On October 10, 2024, BTS’ RM and Taehyung took to their Instagram pages to celebrate novelist Han Kang’s achievement as she was honored with the 2024 Nobel Prize in Literature. While RM posted a story with emojis, BTS’ V shared the award article on his Instagram account, along with a message saying:
"I read this in the military. Congratulations."
Han Kang was born on November 27, 1970, in Gwangju, South Korea. She is the maiden South Korean novelist and the eighteenth female recipient of the Nobel Prize in Literature. Han's literary works, including novels, essays, and short story collections, dealt with issues of patriarchy, violence, and humanity.
As stated on the official Nobel Prize website, 53-year-old Han was recognized for:
“Her intense poetic prose that confronts historical traumas and exposes the fragility of human life”
Her 2007 novel titled The Vegetarian was translated into English by Deborah Smith in 2015, which received the International Booker Prize in 2016.
Han Kang belongs to a literary background as her father was also a novelist
Han Kang hails from a literary ancestry with her father being a distinguished novelist. In addition to her writing, she has dedicated herself to art and music, which is evident in her complete body of literary work.

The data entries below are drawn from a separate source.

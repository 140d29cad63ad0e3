//! Seam between the profiler and whatever draws the camera view
//!
//! The profiler only pushes values through [`ProfilerDisplay`]; it never
//! reads display state back. [`Screen`] is an in-memory implementation used
//! by the harness and by tests.

use crate::hud::Hud;

/// Sink for everything the profiler draws on top of the camera image
pub trait ProfilerDisplay {
    /// Publish (`Some`) or remove (`None`) a heads-up text block
    fn set_hud(&mut self, key: &str, text: Option<String>);

    /// Move the centroid marker; `None` removes it
    fn set_centroid(&mut self, centroid: Option<(f64, f64)>);

    /// Replace the ellipse polyline
    fn set_ellipse(&mut self, points: &[(f64, f64)]);

    /// Show or hide the centroid marker and ellipse
    fn set_overlay_visible(&mut self, visible: bool);
}

/// Overlay geometry last pushed by the profiler
#[derive(Debug, Clone, Default, PartialEq)]
pub struct Overlay {
    pub visible: bool,
    pub centroid: Option<(f64, f64)>,
    pub ellipse: Vec<(f64, f64)>,
}

/// In-memory display state
#[derive(Debug, Clone, Default)]
pub struct Screen {
    pub hud: Hud,
    pub overlay: Overlay,
}

impl Screen {
    pub fn new() -> Self {
        Self::default()
    }

    /// Merged heads-up text as it would appear on screen
    pub fn hud_text(&self) -> String {
        self.hud.render()
    }
}

impl ProfilerDisplay for Screen {
    fn set_hud(&mut self, key: &str, text: Option<String>) {
        self.hud.update(key, text);
    }

    fn set_centroid(&mut self, centroid: Option<(f64, f64)>) {
        self.overlay.centroid = centroid;
    }

    fn set_ellipse(&mut self, points: &[(f64, f64)]) {
        self.overlay.ellipse = points.to_vec();
    }

    fn set_overlay_visible(&mut self, visible: bool) {
        self.overlay.visible = visible;
    }
}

Han kicked off her literary journey in 1993 with the publishing of several poems in a magazine called Literature and Society. Her published launch was in 1995 with a short story anthology titled Love of Yeosu, subsequently followed by several prose publications, including novels and short tales.
One of her prominent works include her 2002 novel Your Cold Hands, which clearly reflects Kang’s fascination with art. The author has achieved significant international recognition with her novel The Vegetarian (2015). Divided into three sections, the book illustrates the severe repercussions that arise when the protagonist, Yeong-hye, rejects societal conventions around dietary consumption.
The 2010 novel The Wind Blows, Go is a substantial and intricate narrative centered on friendship and creativity, prominently featuring themes of bereavement and a desire for transformation. Han’s profound empathy for intense life narratives is amplified by her more evocative metaphorical language.
In the 2016 novel Human Acts, Han Kang utilizes a historical occurrence as her political basis. She primarily focuses on the massacre of hundreds of students and unarmed civilians by the South Korean military in Gwangju, the city of her upbringing, in 1980. The work aims to amplify the voices of historical victims by confronting it with stark realism, so aligning itself with the style of witness fiction.
A notable feature is her later piece, We Do Not Part (2021), which is also a depiction of suffering. The narrative transpires against the backdrop of a massacre that occurred in the late 1940s on Jeju Island, South Korea, where tens of thousands, including children and the elderly, were executed on suspicion of involvement.
Other notable works of Han Kang include Convalescence, The Boy is Coming, The White Book, and Han Kang. Series: The Essential. Collection.